→ TASK DATA:
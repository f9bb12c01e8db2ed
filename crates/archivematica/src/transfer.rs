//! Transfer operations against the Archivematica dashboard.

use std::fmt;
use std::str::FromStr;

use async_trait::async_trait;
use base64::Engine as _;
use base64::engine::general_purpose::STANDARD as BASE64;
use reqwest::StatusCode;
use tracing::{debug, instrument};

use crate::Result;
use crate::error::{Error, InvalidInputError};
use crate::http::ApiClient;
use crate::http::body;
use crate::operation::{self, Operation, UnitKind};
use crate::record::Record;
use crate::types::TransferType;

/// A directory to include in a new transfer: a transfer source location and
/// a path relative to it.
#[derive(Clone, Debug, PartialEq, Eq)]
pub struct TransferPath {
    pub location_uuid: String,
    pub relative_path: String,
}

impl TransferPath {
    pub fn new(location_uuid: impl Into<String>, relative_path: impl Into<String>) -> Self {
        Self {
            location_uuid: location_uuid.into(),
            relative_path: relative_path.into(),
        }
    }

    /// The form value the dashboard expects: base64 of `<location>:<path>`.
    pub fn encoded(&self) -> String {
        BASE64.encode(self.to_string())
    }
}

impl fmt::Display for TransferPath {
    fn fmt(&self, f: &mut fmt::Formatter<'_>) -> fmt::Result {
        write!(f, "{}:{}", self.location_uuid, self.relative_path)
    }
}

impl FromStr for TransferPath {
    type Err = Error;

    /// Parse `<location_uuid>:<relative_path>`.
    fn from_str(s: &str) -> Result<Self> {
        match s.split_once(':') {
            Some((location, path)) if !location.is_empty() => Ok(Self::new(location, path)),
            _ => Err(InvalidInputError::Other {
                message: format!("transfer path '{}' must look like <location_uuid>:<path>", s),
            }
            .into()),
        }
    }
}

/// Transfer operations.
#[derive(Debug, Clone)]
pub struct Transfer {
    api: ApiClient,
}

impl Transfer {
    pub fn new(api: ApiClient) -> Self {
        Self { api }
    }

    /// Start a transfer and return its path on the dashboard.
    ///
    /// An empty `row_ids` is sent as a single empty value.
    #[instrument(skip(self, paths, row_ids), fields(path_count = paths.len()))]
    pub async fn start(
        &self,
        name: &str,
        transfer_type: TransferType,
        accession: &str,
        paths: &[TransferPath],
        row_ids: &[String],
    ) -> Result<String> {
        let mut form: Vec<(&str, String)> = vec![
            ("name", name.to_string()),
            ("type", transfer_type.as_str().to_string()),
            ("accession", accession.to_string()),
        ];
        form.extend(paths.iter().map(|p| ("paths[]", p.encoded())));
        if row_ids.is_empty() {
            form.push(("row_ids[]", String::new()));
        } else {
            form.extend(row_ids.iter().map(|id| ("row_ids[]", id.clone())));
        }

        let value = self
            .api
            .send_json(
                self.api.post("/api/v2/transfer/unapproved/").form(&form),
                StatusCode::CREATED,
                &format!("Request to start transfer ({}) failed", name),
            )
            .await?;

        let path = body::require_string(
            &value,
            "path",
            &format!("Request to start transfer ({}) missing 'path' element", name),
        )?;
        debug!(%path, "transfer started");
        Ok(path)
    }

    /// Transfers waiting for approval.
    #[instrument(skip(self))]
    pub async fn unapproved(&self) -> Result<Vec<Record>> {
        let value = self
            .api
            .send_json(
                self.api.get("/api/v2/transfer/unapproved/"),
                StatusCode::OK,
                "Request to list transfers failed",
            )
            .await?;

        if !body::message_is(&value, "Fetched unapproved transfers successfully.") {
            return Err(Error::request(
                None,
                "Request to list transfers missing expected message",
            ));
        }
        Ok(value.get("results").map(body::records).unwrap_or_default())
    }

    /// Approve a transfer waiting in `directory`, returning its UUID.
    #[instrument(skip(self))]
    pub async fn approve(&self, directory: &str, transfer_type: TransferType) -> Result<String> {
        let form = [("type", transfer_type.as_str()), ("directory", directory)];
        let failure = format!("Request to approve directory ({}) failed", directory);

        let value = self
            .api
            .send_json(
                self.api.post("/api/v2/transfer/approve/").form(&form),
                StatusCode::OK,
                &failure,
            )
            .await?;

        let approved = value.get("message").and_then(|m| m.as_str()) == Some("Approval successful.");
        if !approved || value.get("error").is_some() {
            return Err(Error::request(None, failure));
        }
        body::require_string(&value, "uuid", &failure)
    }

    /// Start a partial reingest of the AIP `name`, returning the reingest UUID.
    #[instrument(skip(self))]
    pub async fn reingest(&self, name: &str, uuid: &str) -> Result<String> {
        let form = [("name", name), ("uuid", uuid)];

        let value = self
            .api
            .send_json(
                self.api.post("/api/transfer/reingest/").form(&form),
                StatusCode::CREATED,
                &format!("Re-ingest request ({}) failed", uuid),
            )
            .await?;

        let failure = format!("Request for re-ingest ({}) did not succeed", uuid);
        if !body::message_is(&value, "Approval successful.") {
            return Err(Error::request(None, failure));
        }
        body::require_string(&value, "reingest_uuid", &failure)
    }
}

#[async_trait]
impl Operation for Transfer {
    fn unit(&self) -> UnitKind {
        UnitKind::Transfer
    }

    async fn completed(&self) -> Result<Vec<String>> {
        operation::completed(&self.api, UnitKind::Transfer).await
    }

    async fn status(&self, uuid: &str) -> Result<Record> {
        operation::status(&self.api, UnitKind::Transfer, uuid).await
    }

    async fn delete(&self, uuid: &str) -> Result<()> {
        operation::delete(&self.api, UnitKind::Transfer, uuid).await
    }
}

→ WHAT YOU WILL DO: Check each line of the listing above. Copy the ones with the word "failure".

→ TASK SOLUTION:
        let failure = format!("Request to approve directory ({}) failed", directory);
                &failure,
            return Err(Error::request(None, failure));
        body::require_string(&value, "uuid", &failure)
        let failure = format!("Request for re-ingest ({}) did not succeed", uuid);
            return Err(Error::request(None, failure));
        body::require_string(&value, "reingest_uuid", &failure)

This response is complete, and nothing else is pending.